Quite right, the QCs of {EURUSD; GBPUSD} and {EURJPY; GBPJPY} are different, of course:

This is one of the reasons why the Pearson linear correlation coefficient reading was unflattering.

But then the question arises in full force - how to calculate NOTHING that would describe the correlation of EUR AND GBP, rather than "eurodollar" and "pounddollar", since the latter obviously makes no sense.

There is already an implemented method for not two, but three, four or more financial instruments:

The blue circles show the corresponding linear relationships. The discrepancies of the absolute values are caused by errors in the closing price determination.

Although this is better, it is also bad, because it is not perfect:

Ideally, the sum of the absolute values of the coefficients, rather than the sum of squares, should beequal to one.
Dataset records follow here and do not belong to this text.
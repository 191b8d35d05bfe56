//! SQLite connection pools for the stream store.
//!
//! Reads and writes use separate pools:
//! - Write pool: one connection, so writers inside this process never race
//! - Read pool: several read-only connections
//! - WAL mode: readers don't block the writer

use std::{path::Path, time::Duration};

use serde::{Deserialize, Serialize};
use sqlx::{
    SqlitePool,
    sqlite::{SqliteConnectOptions, SqliteJournalMode, SqlitePoolOptions, SqliteSynchronous},
};

/// Configuration for the stream store pools.
#[derive(Debug, Clone, Deserialize, Serialize)]
#[serde(default)]
pub struct PoolConfig {
    /// Maximum read connections (default: 8)
    pub read_max_connections: u32,
    /// Cache size in KiB, negative per SQLite convention (default: 64MB)
    pub cache_size_kib: i32,
    /// Busy timeout in milliseconds (default: 5000)
    pub busy_timeout_ms: u64,
    /// Connection acquire timeout in seconds (default: 30)
    pub acquire_timeout_secs: u64,
    /// Interval between pool statistics reports; 0 disables them (default: 60)
    pub pool_stats_interval_secs: u64,
}

impl Default for PoolConfig {
    fn default() -> Self {
        Self {
            read_max_connections: 8,
            cache_size_kib: -64000,
            busy_timeout_ms: 5000,
            acquire_timeout_secs: 30,
            pool_stats_interval_secs: 60,
        }
    }
}

/// SQLite database with separate read and write pools.
#[derive(Clone, Debug)]
pub(crate) struct StoreDb {
    pub read_pool: SqlitePool,
    pub write_pool: SqlitePool,
}

impl StoreDb {
    /// Opens (creating if needed) the database file at `path`.
    ///
    /// The write pool is created first so that the file and its WAL exist
    /// before the read-only connections attach.
    pub async fn open(path: &Path, config: &PoolConfig) -> Result<Self, sqlx::Error> {
        let write_pool = Self::create_write_pool(path, config).await?;
        let read_pool = Self::create_read_pool(path, config).await?;

        tracing::info!(
            path = %path.display(),
            read_connections = config.read_max_connections,
            "stream store database opened"
        );

        Ok(Self {
            read_pool,
            write_pool,
        })
    }

    fn base_options(path: &Path, config: &PoolConfig) -> SqliteConnectOptions {
        SqliteConnectOptions::new()
            .filename(path)
            .journal_mode(SqliteJournalMode::Wal)
            .synchronous(SqliteSynchronous::Normal)
            .busy_timeout(Duration::from_millis(config.busy_timeout_ms))
            .pragma("cache_size", config.cache_size_kib.to_string())
            .pragma("temp_store", "MEMORY")
    }

    async fn create_write_pool(
        path: &Path,
        config: &PoolConfig,
    ) -> Result<SqlitePool, sqlx::Error> {
        let options = Self::base_options(path, config).create_if_missing(true);

        let pool = SqlitePoolOptions::new()
            .max_connections(1)
            .acquire_timeout(Duration::from_secs(config.acquire_timeout_secs))
            .connect_with(options)
            .await?;

        tracing::debug!(max_connections = 1, "write pool created");
        Ok(pool)
    }

    async fn create_read_pool(
        path: &Path,
        config: &PoolConfig,
    ) -> Result<SqlitePool, sqlx::Error> {
        let options = Self::base_options(path, config).read_only(true);

        let pool = SqlitePoolOptions::new()
            .max_connections(config.read_max_connections)
            .acquire_timeout(Duration::from_secs(config.acquire_timeout_secs))
            .connect_with(options)
            .await?;

        tracing::debug!(
            max_connections = config.read_max_connections,
            "read pool created"
        );
        Ok(pool)
    }

    /// Logs connection counts for both pools.
    pub fn report_stats(&self) {
        tracing::info!(
            write_size = self.write_pool.size(),
            write_idle = self.write_pool.num_idle(),
            read_size = self.read_pool.size(),
            read_idle = self.read_pool.num_idle(),
            "stream store pool stats"
        );
    }

    pub async fn close(&self) {
        self.read_pool.close().await;
        self.write_pool.close().await;
    }
}
//! Per-stream table naming.

use sha2::{Digest, Sha224};
use strand_types::StreamId;

/// Suffix naming a stream's partition tables.
///
/// SHA-224 of the textual id keeps names a fixed 56 hex characters, which
/// are always valid SQL identifiers.
pub fn table_suffix(stream_id: &StreamId) -> String {
    let digest = Sha224::digest(stream_id.to_string().as_bytes());
    digest.iter().map(|b| format!("{b:02x}")).collect()
}

/// Names of the three partition tables of one stream.
#[derive(Debug, Clone)]
pub(crate) struct Partition {
    pub miniblocks: String,
    pub minipools: String,
    pub candidates: String,
}

impl Partition {
    pub fn from_suffix(suffix: &str) -> Self {
        Self {
            miniblocks: format!("miniblocks_{suffix}"),
            minipools: format!("minipools_{suffix}"),
            candidates: format!("candidates_{suffix}"),
        }
    }

    pub fn create_statements(&self) -> [String; 3] {
        [
            format!(
                "CREATE TABLE {} (seq_num INTEGER PRIMARY KEY, blockdata BLOB NOT NULL)",
                self.miniblocks
            ),
            format!(
                "CREATE TABLE {} (generation INTEGER NOT NULL, slot_num INTEGER NOT NULL, \
                 envelope BLOB, PRIMARY KEY (generation, slot_num))",
                self.minipools
            ),
            format!(
                "CREATE TABLE {} (seq_num INTEGER NOT NULL, block_hash BLOB NOT NULL, \
                 blockdata BLOB NOT NULL, PRIMARY KEY (seq_num, block_hash))",
                self.candidates
            ),
        ]
    }

    pub fn drop_statements(&self) -> [String; 3] {
        [
            format!("DROP TABLE IF EXISTS {}", self.miniblocks),
            format!("DROP TABLE IF EXISTS {}", self.minipools),
            format!("DROP TABLE IF EXISTS {}", self.candidates),
        ]
    }
}

#[cfg(test)]
mod tests {
    use strand_types::StreamKind;

    use super::*;

    #[test]
    fn suffix_is_stable_and_identifier_safe() {
        let id = StreamId::new(StreamKind::Channel, &[3u8; 31]).unwrap();
        let a = table_suffix(&id);
        let b = table_suffix(&id);

        assert_eq!(a, b);
        assert_eq!(a.len(), 56);
        assert!(a.chars().all(|c| c.is_ascii_hexdigit()));
    }

    #[test]
    fn different_streams_get_different_tables() {
        let a = StreamId::new(StreamKind::Channel, &[3u8; 31]).unwrap();
        let b = StreamId::new(StreamKind::Channel, &[4u8; 31]).unwrap();
        assert_ne!(table_suffix(&a), table_suffix(&b));

        let partition = Partition::from_suffix(&table_suffix(&a));
        assert!(partition.miniblocks.starts_with("miniblocks_"));
        assert!(partition.candidates.starts_with("candidates_"));
    }
}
If you solve the Recycle method with such an ideal condition, then it will work for two fintechs as well.

 
lea:

hrenfx, have you tried building the scatter plot of those two rows after which you decided to create this thread? ;)

I haven't, but I did for this case of zero correlation:

After reducing MO to zero and variance to one (QC does not change) it looks like this:

Files:
 
Vinin:

That's pretty clear. I usually use a percentage of the price change. I just wanted to know about the price itself. What is it for?
Exactly, in order to work with the percentage and logarithm it. The price changes exponentially, and the logarithm of the price changes linearly.
 
Mathemat:

I have seen the output of this formula. It relies precisely on a lognormal distribution of the price of the underlying option asset. There, among the underlying assumptions, is the assumption that the price of the underlying is subject to a geometric Brownian motion. You go to Geometric Brownian motion and see there that it corresponds to the lognormal value distribution.
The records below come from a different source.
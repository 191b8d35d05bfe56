//! Events and their signed envelopes.
//!
//! An [`Envelope`] is the unit stored in a minipool slot: the encoded
//! [`StreamEvent`], the BLAKE3 hash of those bytes and an opaque signature
//! produced by the client. Signing and signature checks happen outside this
//! crate; the hash is always recomputed on parse.

use bytes::Bytes;
use serde::{Deserialize, Serialize};
use strand_types::{Address, Hash, MiniblockRef};

use crate::{
    error::{StreamError, StreamResult},
    miniblock::MiniblockHeader,
};

// ============================================================================
// Event model
// ============================================================================

/// Membership change carried by a member event.
#[derive(Debug, Clone, Copy, PartialEq, Eq, Serialize, Deserialize)]
pub enum MembershipOp {
    Join,
    Leave,
}

/// What an event does.
#[derive(Debug, Clone, PartialEq, Eq, Serialize, Deserialize)]
pub enum EventPayload {
    /// A user joins or leaves the stream.
    Member { op: MembershipOp, user: Address },
    /// Opaque application content.
    Message { body: Bytes },
    /// The header of a miniblock; never stored in a minipool.
    MiniblockHeader(MiniblockHeader),
}

/// A stream event before sealing.
#[derive(Debug, Clone, PartialEq, Eq, Serialize, Deserialize)]
pub struct StreamEvent {
    /// Author of the event; `None` for miniblock headers.
    pub creator: Option<Address>,
    /// Block the author had seen when writing the event; `None` for headers.
    pub prev_miniblock: Option<MiniblockRef>,
    /// Client-side creation time in milliseconds since the epoch.
    pub created_at_ms: i64,
    pub payload: EventPayload,
}

impl StreamEvent {
    /// Builds a member event.
    pub fn member(creator: Address, prev: MiniblockRef, op: MembershipOp, user: Address) -> Self {
        Self {
            creator: Some(creator),
            prev_miniblock: Some(prev),
            created_at_ms: chrono::Utc::now().timestamp_millis(),
            payload: EventPayload::Member { op, user },
        }
    }

    /// Builds a message event.
    pub fn message(creator: Address, prev: MiniblockRef, body: impl Into<Bytes>) -> Self {
        Self {
            creator: Some(creator),
            prev_miniblock: Some(prev),
            created_at_ms: chrono::Utc::now().timestamp_millis(),
            payload: EventPayload::Message { body: body.into() },
        }
    }

    pub fn is_miniblock_header(&self) -> bool {
        matches!(self.payload, EventPayload::MiniblockHeader(_))
    }
}

// ============================================================================
// Envelope
// ============================================================================

/// A sealed event: encoded bytes, their hash and a signature.
#[derive(Debug, Clone, PartialEq, Eq, Serialize, Deserialize)]
pub struct Envelope {
    pub hash: Hash,
    pub event: Bytes,
    pub signature: Bytes,
}

impl Envelope {
    /// Encodes `event` and computes its hash.
    pub fn seal(event: &StreamEvent, signature: Bytes) -> StreamResult<Self> {
        let encoded = Bytes::from(postcard::to_allocvec(event)?);
        Ok(Self {
            hash: hash_bytes(&encoded),
            event: encoded,
            signature,
        })
    }

    pub fn to_bytes(&self) -> StreamResult<Bytes> {
        Ok(Bytes::from(postcard::to_allocvec(self)?))
    }

    pub fn from_bytes(raw: &[u8]) -> StreamResult<Self> {
        Ok(postcard::from_bytes(raw)?)
    }
}

/// BLAKE3 digest of `bytes` as a [`Hash`].
pub fn hash_bytes(bytes: &[u8]) -> Hash {
    Hash::from_bytes(*blake3::hash(bytes).as_bytes())
}

// ============================================================================
// Parsed event
// ============================================================================

/// An envelope together with its decoded event and encoded form.
///
/// The encoded form is kept so that minipool carryover and storage writes
/// never re-encode.
#[derive(Debug, Clone, PartialEq, Eq)]
pub struct ParsedEvent {
    pub envelope: Envelope,
    pub event: StreamEvent,
    raw: Bytes,
}

impl ParsedEvent {
    /// Seals and parses a fresh event.
    pub fn new(event: StreamEvent, signature: Bytes) -> StreamResult<Self> {
        let envelope = Envelope::seal(&event, signature)?;
        let raw = envelope.to_bytes()?;
        Ok(Self {
            envelope,
            event,
            raw,
        })
    }

    /// Decodes an envelope, checking its declared hash.
    pub fn parse(envelope: Envelope) -> StreamResult<Self> {
        let computed = hash_bytes(&envelope.event);
        if computed != envelope.hash {
            return Err(StreamError::HashMismatch {
                declared: envelope.hash,
                computed,
            });
        }
        let event = postcard::from_bytes(&envelope.event)?;
        let raw = envelope.to_bytes()?;
        Ok(Self {
            envelope,
            event,
            raw,
        })
    }

    /// Decodes an encoded envelope.
    pub fn from_bytes(raw: &[u8]) -> StreamResult<Self> {
        Self::parse(Envelope::from_bytes(raw)?)
    }

    pub fn hash(&self) -> Hash {
        self.envelope.hash
    }

    /// The encoded envelope.
    pub fn raw(&self) -> &Bytes {
        &self.raw
    }
}
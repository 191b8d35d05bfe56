//! Streams known to this node.
//!
//! The cache maps stream ids to [`Stream`] handles. Entries are created
//! unloaded at startup (or on first lookup from the registry) and load their
//! views lazily. Two background tasks run until cancelled:
//!
//! - the cleanup loop evicts idle views on a timer;
//! - the tick listener starts a production sweep for every chain tick.
//!
//! Production is single-flight: a tick that finds a sweep running is
//! dropped, since the next tick covers the same streams.

use std::{sync::Arc, time::Duration};

use bytes::Bytes;
use dashmap::{DashMap, mapref::entry::Entry};
use strand_types::StreamId;
use tokio::{
    sync::{Mutex, mpsc},
    task::JoinHandle,
    time::Instant,
};
use tokio_util::sync::CancellationToken;
use tracing::{debug, info, warn};

use crate::{
    error::{StreamError, StreamResult},
    metrics::CacheMetrics,
    registry::{StreamRecord, StreamRegistry},
    stream::{Stream, StreamParams},
    view::StreamView,
};

/// First delay while waiting for a registry record to appear.
const REGISTRY_WAIT_INITIAL_DELAY: Duration = Duration::from_millis(20);

// ============================================================================
// Configuration and results
// ============================================================================

/// Timers of the stream cache.
#[derive(Debug, Clone, Copy, PartialEq, Eq)]
pub struct CacheConfig {
    /// Period of the eviction sweep; zero disables eviction.
    pub cleanup_interval: Duration,
    /// Idle time after which a view may be evicted.
    pub expiration: Duration,
    /// How long `get_stream` waits for a registry record when asked to.
    pub registry_wait_timeout: Duration,
}

impl Default for CacheConfig {
    fn default() -> Self {
        Self {
            cleanup_interval: Duration::from_secs(60),
            expiration: Duration::from_secs(300),
            registry_wait_timeout: Duration::from_secs(10),
        }
    }
}

/// Counters from one eviction sweep.
#[derive(Debug, Clone, Copy, Default, PartialEq, Eq)]
pub struct CacheCleanupResult {
    /// Local streams in the cache.
    pub total_streams: usize,
    /// Local streams without a view after the sweep.
    pub unloaded_streams: usize,
    pub remote_streams: usize,
}

/// Outcome of one production sweep.
#[derive(Debug, Clone, Copy, Default, PartialEq, Eq)]
pub struct ProductionReport {
    /// Streams eligible when the sweep started.
    pub candidates: usize,
    pub produced: usize,
    /// Streams whose minipool was drained before their turn.
    pub skipped: usize,
    pub failed: usize,
    /// The sweep stopped early on cancellation.
    pub cancelled: bool,
}

// ============================================================================
// Cache
// ============================================================================

#[derive(Debug)]
pub(crate) struct CacheInner {
    streams: DashMap<StreamId, Arc<Stream>>,
    params: Arc<StreamParams>,
    registry: Arc<dyn StreamRegistry>,
    config: CacheConfig,
    /// Held for the duration of a production sweep.
    pub(crate) production: Arc<Mutex<()>>,
    metrics: CacheMetrics,
}

/// Shared handle to the stream cache.
#[derive(Debug, Clone)]
pub struct StreamCache {
    pub(crate) inner: Arc<CacheInner>,
}
//! Errors raised while reading or checking node configuration.

use std::path::PathBuf;
use thiserror::Error;

#[derive(Debug, Error)]
pub enum ConfigError {
    /// A configuration file exists but could not be read.
    #[error("cannot read {path}: {source}")]
    ReadError {
        path: PathBuf,
        source: std::io::Error,
    },

    /// A configuration file is not valid TOML.
    #[error("{path} is not valid TOML: {source}")]
    ParseError {
        path: PathBuf,
        source: toml::de::Error,
    },

    /// A value is well-formed TOML but not a usable setting.
    #[error("invalid setting: {0}")]
    ValidationError(String),

    /// The platform offers no user configuration directory.
    #[error("no user directory: {0}")]
    XdgError(String),
}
It's simpler than that. Black-Scholes, like so much else in econometrics, is based on the assumption of normality. Everyone admits that this is not quite right, but it is very difficult to make a better approximation to reality. The theory of random walk again rests on the normality of the increments. It was easier that way.

Well, lognormality appears simply because everyone works with the logarithm of the price, i.e. not the price but the percentage of profit - returns. It is impossible to compare two assets with prices of 1 cent and $400 each, but it is possible to compare their logarithms, because they will be separated only by a constant. By removing it we obtain, for example, their historical graph on the same scale.

 
Mathemat:
Logarithms are used to explicitly establish that a quantity with a distribution resembling normal has a lower bound of zero.

1. Exactly, but we know that prices are never below 0.

Mathemat:
In deriving the Black-Scholes formula, it is assumed that the price distribution is lognormal, i.e. it is not the price that is normally distributed, but its logarithm.

2. That said, prices are not distributed lognormally. And what's more, the distribution may be different for different instruments, and still not lognormal.

In both cases we see that the logarithm makes no sense. In the first, it is simply unnecessary. In the second, it's the wrong domain.